Vascular smooth muscle cell proliferation and regrowth after mechanical injury in vitro are Egr-1/NGFI-A-dependent

Smooth muscle cell (SMC) proliferation is a key event in renarrowing of blood vessels after balloon angioplasty. Mechanical injury imparted to the arterial wall in experimental models induces the expression of the immediate-early gene, egr-1. Egr-1 binds to and activates expression from the proximal promoters of multiple genes whose products can, in turn, influence the vascular response to injury.
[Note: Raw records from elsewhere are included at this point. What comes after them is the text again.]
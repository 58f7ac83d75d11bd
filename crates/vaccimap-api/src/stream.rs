//! Server-sent event stream with auto-reconnect.
//!
//! Opens a `text/event-stream` request on a database location and delivers
//! parsed [`StreamEvent`]s through a bounded [`tokio::sync::mpsc`] channel,
//! in the order the server sent them. Handles reconnection with exponential
//! backoff + jitter automatically. Every (re)connection starts with a `put`
//! at `/` carrying the full current value of the location.
//!
//! # Example
//!
//! ```rust,ignore
//! use vaccimap_api::stream::{EventStream, ReconnectConfig};
//! use tokio_util::sync::CancellationToken;
//!
//! let cancel = CancellationToken::new();
//! let mut stream = EventStream::connect(
//!     client,
//!     vec!["Testing Sites".into()],
//!     ReconnectConfig::default(),
//!     cancel.clone(),
//! );
//!
//! while let Some(event) = stream.recv().await {
//!     println!("{}: {:?}", event.path(), event);
//! }
//! ```

use std::time::Duration;

use async_stream::try_stream;
use bytes::{Buf, BytesMut};
use futures_core::Stream;
use futures_util::{StreamExt, pin_mut};
use tokio::sync::mpsc;
use tokio_util::sync::CancellationToken;

use crate::client::{RealtimeClient, check_status};
use crate::error::Error;
use crate::models::{StreamEvent, StreamPayload};

// ── Channel capacity ─────────────────────────────────────────────────

const EVENT_CHANNEL_CAPACITY: usize = 1024;

// ── ReconnectConfig ──────────────────────────────────────────────────

/// Exponential backoff configuration for stream reconnection.
#[derive(Debug, Clone)]
pub struct ReconnectConfig {
    /// Delay before the first reconnection attempt. Default: 1s.
    pub initial_delay: Duration,

    /// Upper bound on backoff delay. Default: 30s.
    pub max_delay: Duration,

    /// Maximum reconnection attempts before giving up.
    /// `None` means retry forever.
    pub max_retries: Option<u32>,
}

impl Default for ReconnectConfig {
    fn default() -> Self {
        Self {
            initial_delay: Duration::from_secs(1),
            max_delay: Duration::from_secs(30),
            max_retries: None,
        }
    }
}

// ── EventStream ──────────────────────────────────────────────────────

/// Handle to a running event stream.
///
/// Dropping the handle closes the channel, which stops the background task
/// at its next delivery; [`shutdown`](Self::shutdown) stops it immediately.
pub struct EventStream {
    event_rx: mpsc::Receiver<StreamEvent>,
    cancel: CancellationToken,
}

impl EventStream {
    /// Spawn the connect/read/reconnect loop for the location at `path`.
    ///
    /// Returns immediately; the first connection attempt happens in the
    /// background. Must be called from within a Tokio runtime.
    pub fn connect(
        client: RealtimeClient,
        path: Vec<String>,
        reconnect: ReconnectConfig,
        cancel: CancellationToken,
    ) -> Self {
        let (event_tx, event_rx) = mpsc::channel(EVENT_CHANNEL_CAPACITY);

        let task_cancel = cancel.clone();
        tokio::spawn(async move {
            stream_loop(client, path, event_tx, reconnect, task_cancel).await;
        });

        Self { event_rx, cancel }
    }

    /// Receive the next event. Returns `None` once the stream has shut down
    /// (cancelled, or the reconnection limit was reached).
    pub async fn recv(&mut self) -> Option<StreamEvent> {
        self.event_rx.recv().await
    }

    /// Signal the background task to shut down.
    pub fn shutdown(&self) {
        self.cancel.cancel();
    }
}

// ── Background reconnection loop ─────────────────────────────────────

/// Main loop: connect → read → on error, backoff → reconnect.
async fn stream_loop(
    client: RealtimeClient,
    path: Vec<String>,
    event_tx: mpsc::Sender<StreamEvent>,
    reconnect: ReconnectConfig,
    cancel: CancellationToken,
) {
    let mut attempt: u32 = 0;
    let segments: Vec<&str> = path.iter().map(String::as_str).collect();

    loop {
        if event_tx.is_closed() {
            break;
        }

        tokio::select! {
            biased;
            () = cancel.cancelled() => break,
            (accepted, result) = connect_and_read(&client, &segments, &event_tx) => {
                if accepted {
                    attempt = 0;
                }
                match result {
                    // Server closed the body cleanly: reconnect immediately.
                    Ok(()) => {
                        tracing::info!(path = %path.join("/"), "event stream ended, reconnecting");
                    }
                    Err(e) => {
                        tracing::warn!(error = %e, attempt, "event stream error");

                        if let Some(max) = reconnect.max_retries {
                            if attempt >= max {
                                tracing::error!(
                                    max_retries = max,
                                    "event stream reconnection limit reached, giving up"
                                );
                                break;
                            }
                        }

                        let delay = calculate_backoff(attempt, &reconnect);
                        tracing::info!(
                            delay_ms = u64::try_from(delay.as_millis()).unwrap_or(u64::MAX),
                            attempt,
                            "waiting before reconnect"
                        );

                        tokio::select! {
                            biased;
                            () = cancel.cancelled() => break,
                            () = tokio::time::sleep(delay) => {}
                        }

                        attempt += 1;
                    }
                }
            }
        }
    }

    tracing::debug!(path = %path.join("/"), "event stream loop exiting");
}

// ── Single connection lifecycle ──────────────────────────────────────

/// Open one streaming request and forward events until it drops.
///
/// The flag reports whether the server accepted the request, so the
/// backoff only grows across consecutive failed connects.
async fn connect_and_read(
    client: &RealtimeClient,
    path: &[&str],
    event_tx: &mpsc::Sender<StreamEvent>,
) -> (bool, Result<(), Error>) {
    let resp = match open(client, path).await {
        Ok(resp) => resp,
        Err(e) => return (false, Err(e)),
    };
    (true, read_events(resp, event_tx).await)
}

async fn open(client: &RealtimeClient, path: &[&str]) -> Result<reqwest::Response, Error> {
    let url = client.url_for(path)?;
    tracing::info!(path = %path.join("/"), "opening event stream");

    let resp = client
        .stream_http()
        .get(url)
        .header(reqwest::header::ACCEPT, "text/event-stream")
        .send()
        .await?;
    check_status(resp).await
}

async fn read_events(
    resp: reqwest::Response,
    event_tx: &mpsc::Sender<StreamEvent>,
) -> Result<(), Error> {
    let frames = sse_frames(resp.bytes_stream());
    pin_mut!(frames);

    while let Some(frame) = frames.next().await {
        let Some(event) = interpret_frame(&frame?)? else {
            continue;
        };
        if event_tx.send(event).await.is_err() {
            // Receiver dropped: nobody is listening any more.
            return Ok(());
        }
    }

    Ok(())
}

// ── Frame parsing ────────────────────────────────────────────────────

/// One dispatched server-sent event.
#[derive(Debug, Clone, Default, PartialEq, Eq)]
pub(crate) struct SseFrame {
    pub event: String,
    pub data: String,
}

/// Incremental `text/event-stream` parser.
///
/// Bytes may arrive split anywhere (including inside a UTF-8 sequence);
/// only complete lines are decoded.
#[derive(Debug, Default)]
pub(crate) struct SseParser {
    buf: BytesMut,
    event: Option<String>,
    data: Vec<String>,
}

impl SseParser {
    /// Feed a chunk and return every frame it completed.
    pub(crate) fn feed(&mut self, chunk: &[u8]) -> Vec<SseFrame> {
        self.buf.extend_from_slice(chunk);
        let mut frames = Vec::new();

        while let Some(pos) = self.buf.iter().position(|&b| b == b'\n') {
            let line = self.buf.split_to(pos);
            self.buf.advance(1);
            let line = String::from_utf8_lossy(&line);
            let line = line.strip_suffix('\r').unwrap_or(&line);

            if line.is_empty() {
                if let Some(frame) = self.dispatch() {
                    frames.push(frame);
                }
                continue;
            }
            if line.starts_with(':') {
                continue;
            }

            let (field, value) = line.split_once(':').unwrap_or((line, ""));
            let value = value.strip_prefix(' ').unwrap_or(value);
            match field {
                "event" => self.event = Some(value.to_owned()),
                "data" => self.data.push(value.to_owned()),
                _ => {}
            }
        }

        frames
    }

    fn dispatch(&mut self) -> Option<SseFrame> {
        if self.event.is_none() && self.data.is_empty() {
            return None;
        }
        let event = self.event.take().unwrap_or_else(|| "message".into());
        let data = std::mem::take(&mut self.data).join("\n");
        Some(SseFrame { event, data })
    }
}

/// Adapt a response body into a stream of parsed frames.
fn sse_frames<S>(body: S) -> impl Stream<Item = Result<SseFrame, Error>>
where
    S: Stream<Item = reqwest::Result<bytes::Bytes>>,
{
    try_stream! {
        pin_mut!(body);
        let mut parser = SseParser::default();
        while let Some(chunk) = body.next().await {
            let chunk = chunk?;
            for frame in parser.feed(&chunk) {
                yield frame;
            }
        }
    }
}

/// Translate a frame into a data event. Control frames yield `Ok(None)`
/// (keep-alive) or an error that ends the connection (cancel, auth_revoked).
pub(crate) fn interpret_frame(frame: &SseFrame) -> Result<Option<StreamEvent>, Error> {
    match frame.event.as_str() {
        "put" | "patch" => {
            let payload: StreamPayload =
                serde_json::from_str(&frame.data).map_err(|e| Error::Deserialization {
                    message: e.to_string(),
                    body: frame.data.clone(),
                })?;
            let event = if frame.event == "put" {
                StreamEvent::Put {
                    path: payload.path,
                    data: payload.data,
                }
            } else {
                StreamEvent::Patch {
                    path: payload.path,
                    data: payload.data,
                }
            };
            Ok(Some(event))
        }
        "keep-alive" => {
            tracing::trace!("event stream keep-alive");
            Ok(None)
        }
        "cancel" => Err(Error::StreamCancelled {
            reason: frame.data.trim_matches('"').to_owned(),
        }),
        "auth_revoked" => Err(Error::AuthRevoked),
        other => {
            tracing::debug!(event = other, "ignoring unknown stream event");
            Ok(None)
        }
    }
}

// ── Backoff calculation ──────────────────────────────────────────────

/// Exponential backoff with jitter.
///
/// `delay = min(initial * 2^attempt, max) + jitter`
///
/// Jitter is +-25% to spread out reconnection storms from many clients.
#[allow(clippy::cast_precision_loss, clippy::cast_possible_wrap, clippy::as_conversions)]
fn calculate_backoff(attempt: u32, config: &ReconnectConfig) -> Duration {
    let exponent = attempt.min(30) as i32;
    let base = config.initial_delay.as_secs_f64() * 2.0_f64.powi(exponent);
    let capped = base.min(config.max_delay.as_secs_f64());

    // Deterministic "jitter" seeded from the attempt number.
    let jitter_factor = 1.0 + 0.25 * (f64::from(attempt) * 7.3).sin();
    let with_jitter = (capped * jitter_factor).max(0.0);

    Duration::from_secs_f64(with_jitter)
}

// ── Tests ────────────────────────────────────────────────────────────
Here, we used antisense strategies in vitro to inhibit rat vascular SMC proliferation by directly targeting Egr-1, A series of phosphorothioate antisense oligonucleotides of 15 base length and complementary to various theoretically accessible regions within Egr-1 mRNA were synthesized and assessed for their ability to selectively inhibit SMC proliferation in an Egr-1-dependent manner. Western blot analysis revealed that two oligonucleotides, AS2 and E11, inhibited Egr-1 synthesis in cells exposed to serum without affecting levels of the zinc finger protein Spl. AS2 and E11 inhibited serum-inducible [H-3]thymidine incorporation into DNA, as well as serum stimulation of total cell numbers. Size-matched phosphorothioate oligonucleotides with random, scrambled, sense or mismatch sequences failed to inhibit. Antisense Egr-1 inhibition was nontoxic and reversible. These oligonucleotides also inhibited SMC regrowth after mechanical injury in vitro. Egr-1 thus plays a key regulatory role in SMC proliferation and repair following injury.